**PROBLEM REQUIREMENTS:** Going through the data below, copy out each line where the word "RtrbSink" shows up.

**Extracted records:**
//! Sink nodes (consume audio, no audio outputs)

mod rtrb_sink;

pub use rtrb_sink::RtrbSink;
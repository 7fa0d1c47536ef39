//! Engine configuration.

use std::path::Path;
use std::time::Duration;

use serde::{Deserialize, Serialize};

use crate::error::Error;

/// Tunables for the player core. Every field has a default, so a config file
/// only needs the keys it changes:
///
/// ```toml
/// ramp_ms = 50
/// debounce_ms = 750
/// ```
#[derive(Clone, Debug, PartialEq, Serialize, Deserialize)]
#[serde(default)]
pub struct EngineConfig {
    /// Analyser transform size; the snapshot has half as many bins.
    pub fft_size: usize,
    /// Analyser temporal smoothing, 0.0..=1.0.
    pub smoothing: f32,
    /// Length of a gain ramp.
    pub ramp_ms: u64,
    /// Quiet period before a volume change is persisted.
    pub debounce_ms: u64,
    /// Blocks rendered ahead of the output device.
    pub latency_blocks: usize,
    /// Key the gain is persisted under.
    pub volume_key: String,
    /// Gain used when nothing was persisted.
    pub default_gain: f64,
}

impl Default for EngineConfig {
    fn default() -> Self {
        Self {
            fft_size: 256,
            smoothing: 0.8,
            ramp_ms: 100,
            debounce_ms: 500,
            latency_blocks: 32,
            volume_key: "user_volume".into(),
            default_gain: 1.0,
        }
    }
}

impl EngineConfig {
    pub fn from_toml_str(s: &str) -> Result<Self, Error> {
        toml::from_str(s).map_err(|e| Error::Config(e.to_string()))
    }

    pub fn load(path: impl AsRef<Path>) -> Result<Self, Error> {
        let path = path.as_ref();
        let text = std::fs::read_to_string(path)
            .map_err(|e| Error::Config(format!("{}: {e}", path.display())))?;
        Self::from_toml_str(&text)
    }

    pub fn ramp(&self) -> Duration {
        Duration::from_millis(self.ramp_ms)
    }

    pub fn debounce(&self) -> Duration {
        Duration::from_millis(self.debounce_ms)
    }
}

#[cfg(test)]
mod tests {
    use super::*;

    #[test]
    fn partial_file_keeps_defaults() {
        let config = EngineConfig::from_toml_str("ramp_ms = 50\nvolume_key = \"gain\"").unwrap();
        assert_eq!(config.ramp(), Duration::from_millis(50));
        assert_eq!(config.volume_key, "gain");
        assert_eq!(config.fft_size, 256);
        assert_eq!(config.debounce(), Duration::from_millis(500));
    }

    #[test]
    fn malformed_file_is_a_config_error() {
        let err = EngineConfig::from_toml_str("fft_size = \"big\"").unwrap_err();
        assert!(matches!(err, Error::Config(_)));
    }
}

--

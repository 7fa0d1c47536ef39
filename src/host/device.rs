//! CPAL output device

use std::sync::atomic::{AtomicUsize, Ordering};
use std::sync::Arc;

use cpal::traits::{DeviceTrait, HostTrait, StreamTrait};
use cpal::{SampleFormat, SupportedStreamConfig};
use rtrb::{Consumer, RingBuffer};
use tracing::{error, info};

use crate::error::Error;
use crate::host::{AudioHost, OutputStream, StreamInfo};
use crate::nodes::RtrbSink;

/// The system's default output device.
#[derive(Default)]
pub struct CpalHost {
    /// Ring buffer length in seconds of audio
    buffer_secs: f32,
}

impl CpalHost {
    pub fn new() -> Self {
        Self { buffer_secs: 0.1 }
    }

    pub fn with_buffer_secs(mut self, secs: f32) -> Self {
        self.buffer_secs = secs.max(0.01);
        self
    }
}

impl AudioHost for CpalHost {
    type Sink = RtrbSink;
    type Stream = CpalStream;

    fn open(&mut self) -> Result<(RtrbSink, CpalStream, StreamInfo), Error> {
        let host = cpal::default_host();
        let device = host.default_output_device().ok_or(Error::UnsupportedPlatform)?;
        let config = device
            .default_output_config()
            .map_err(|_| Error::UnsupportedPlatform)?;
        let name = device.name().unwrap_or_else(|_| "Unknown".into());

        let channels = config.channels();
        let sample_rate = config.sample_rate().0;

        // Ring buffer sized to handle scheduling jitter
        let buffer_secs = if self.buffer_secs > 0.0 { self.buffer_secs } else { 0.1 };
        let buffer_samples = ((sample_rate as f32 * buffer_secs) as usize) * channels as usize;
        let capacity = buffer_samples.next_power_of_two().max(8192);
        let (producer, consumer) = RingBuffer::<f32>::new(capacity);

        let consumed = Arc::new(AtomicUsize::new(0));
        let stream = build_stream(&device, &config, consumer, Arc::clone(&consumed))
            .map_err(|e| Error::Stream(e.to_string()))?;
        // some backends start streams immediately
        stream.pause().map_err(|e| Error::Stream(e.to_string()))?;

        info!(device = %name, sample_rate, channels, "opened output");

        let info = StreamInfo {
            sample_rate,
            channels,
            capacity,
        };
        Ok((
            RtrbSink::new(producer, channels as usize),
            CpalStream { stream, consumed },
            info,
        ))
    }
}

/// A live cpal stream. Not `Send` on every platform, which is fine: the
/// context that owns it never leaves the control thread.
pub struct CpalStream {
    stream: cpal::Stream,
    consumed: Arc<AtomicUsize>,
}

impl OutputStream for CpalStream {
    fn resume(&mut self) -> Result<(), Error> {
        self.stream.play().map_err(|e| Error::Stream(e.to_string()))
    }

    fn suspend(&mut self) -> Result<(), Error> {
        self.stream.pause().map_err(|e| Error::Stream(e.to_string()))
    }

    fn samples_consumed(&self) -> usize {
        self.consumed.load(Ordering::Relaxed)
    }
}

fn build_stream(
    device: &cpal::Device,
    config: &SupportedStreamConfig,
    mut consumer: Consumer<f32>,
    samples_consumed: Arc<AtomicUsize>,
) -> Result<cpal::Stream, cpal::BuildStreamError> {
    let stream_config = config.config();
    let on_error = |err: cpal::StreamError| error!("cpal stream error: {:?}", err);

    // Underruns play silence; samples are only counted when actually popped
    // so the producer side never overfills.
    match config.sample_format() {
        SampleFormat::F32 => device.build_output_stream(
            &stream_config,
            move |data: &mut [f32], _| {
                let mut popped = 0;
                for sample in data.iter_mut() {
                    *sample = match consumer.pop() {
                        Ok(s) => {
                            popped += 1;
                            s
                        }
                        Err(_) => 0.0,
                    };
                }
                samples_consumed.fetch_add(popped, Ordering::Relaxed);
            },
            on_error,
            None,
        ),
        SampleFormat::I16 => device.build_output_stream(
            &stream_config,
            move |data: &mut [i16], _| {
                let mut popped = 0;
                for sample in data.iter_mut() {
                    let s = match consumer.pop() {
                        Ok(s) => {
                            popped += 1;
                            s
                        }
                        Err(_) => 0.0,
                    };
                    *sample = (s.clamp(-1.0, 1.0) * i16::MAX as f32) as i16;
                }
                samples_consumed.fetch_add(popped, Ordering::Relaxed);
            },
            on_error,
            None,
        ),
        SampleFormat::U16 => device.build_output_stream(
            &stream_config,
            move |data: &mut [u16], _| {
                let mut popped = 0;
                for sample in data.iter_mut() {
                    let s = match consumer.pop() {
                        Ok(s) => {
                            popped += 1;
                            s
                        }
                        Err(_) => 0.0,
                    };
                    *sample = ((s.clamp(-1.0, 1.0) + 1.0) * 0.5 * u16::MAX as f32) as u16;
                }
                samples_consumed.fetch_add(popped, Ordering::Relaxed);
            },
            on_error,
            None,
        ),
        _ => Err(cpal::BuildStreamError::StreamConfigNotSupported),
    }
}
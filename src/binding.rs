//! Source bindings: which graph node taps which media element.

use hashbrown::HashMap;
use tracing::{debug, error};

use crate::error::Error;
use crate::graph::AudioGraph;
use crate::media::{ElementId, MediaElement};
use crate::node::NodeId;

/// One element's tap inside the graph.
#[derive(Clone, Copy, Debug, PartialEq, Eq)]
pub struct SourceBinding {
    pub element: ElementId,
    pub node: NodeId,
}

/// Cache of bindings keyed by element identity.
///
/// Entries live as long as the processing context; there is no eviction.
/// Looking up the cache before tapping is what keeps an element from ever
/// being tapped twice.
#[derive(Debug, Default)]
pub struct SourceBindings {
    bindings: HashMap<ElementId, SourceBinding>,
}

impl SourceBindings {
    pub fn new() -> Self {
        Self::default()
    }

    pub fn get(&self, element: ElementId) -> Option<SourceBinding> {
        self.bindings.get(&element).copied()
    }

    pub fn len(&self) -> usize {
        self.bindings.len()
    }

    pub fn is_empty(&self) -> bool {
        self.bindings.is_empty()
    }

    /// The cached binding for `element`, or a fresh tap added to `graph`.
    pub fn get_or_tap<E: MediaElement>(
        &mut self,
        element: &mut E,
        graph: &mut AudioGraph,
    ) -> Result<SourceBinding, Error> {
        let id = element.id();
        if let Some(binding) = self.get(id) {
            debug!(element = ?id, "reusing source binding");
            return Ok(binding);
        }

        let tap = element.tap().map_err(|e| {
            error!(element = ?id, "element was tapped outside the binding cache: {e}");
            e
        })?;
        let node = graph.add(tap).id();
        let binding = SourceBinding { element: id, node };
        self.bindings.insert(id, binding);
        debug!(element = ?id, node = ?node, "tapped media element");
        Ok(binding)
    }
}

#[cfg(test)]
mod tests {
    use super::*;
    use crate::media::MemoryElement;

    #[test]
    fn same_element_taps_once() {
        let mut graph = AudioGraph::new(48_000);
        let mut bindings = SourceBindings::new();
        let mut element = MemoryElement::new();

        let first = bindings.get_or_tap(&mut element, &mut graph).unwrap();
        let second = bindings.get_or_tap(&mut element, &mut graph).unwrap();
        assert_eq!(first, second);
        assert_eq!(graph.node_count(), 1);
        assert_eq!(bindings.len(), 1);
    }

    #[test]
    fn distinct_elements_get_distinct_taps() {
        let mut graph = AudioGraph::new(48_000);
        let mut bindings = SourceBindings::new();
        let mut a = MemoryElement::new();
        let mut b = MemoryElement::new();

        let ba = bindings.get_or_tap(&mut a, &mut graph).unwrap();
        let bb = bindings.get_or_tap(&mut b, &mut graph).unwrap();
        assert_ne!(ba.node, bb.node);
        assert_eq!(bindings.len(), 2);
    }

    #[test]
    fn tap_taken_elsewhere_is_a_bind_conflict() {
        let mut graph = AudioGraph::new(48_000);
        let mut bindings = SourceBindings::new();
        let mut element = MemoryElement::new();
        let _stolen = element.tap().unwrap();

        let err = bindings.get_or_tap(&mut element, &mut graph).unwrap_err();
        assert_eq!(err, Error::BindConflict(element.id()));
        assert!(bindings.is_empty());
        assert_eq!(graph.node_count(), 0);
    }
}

**OUTPUT BELOW:**
pub use rtrb_sink::RtrbSink;
use crate::nodes::RtrbSink;
    type Sink = RtrbSink;
    fn open(&mut self) -> Result<(RtrbSink, CpalStream, StreamInfo), Error> {
            RtrbSink::new(producer, channels as usize),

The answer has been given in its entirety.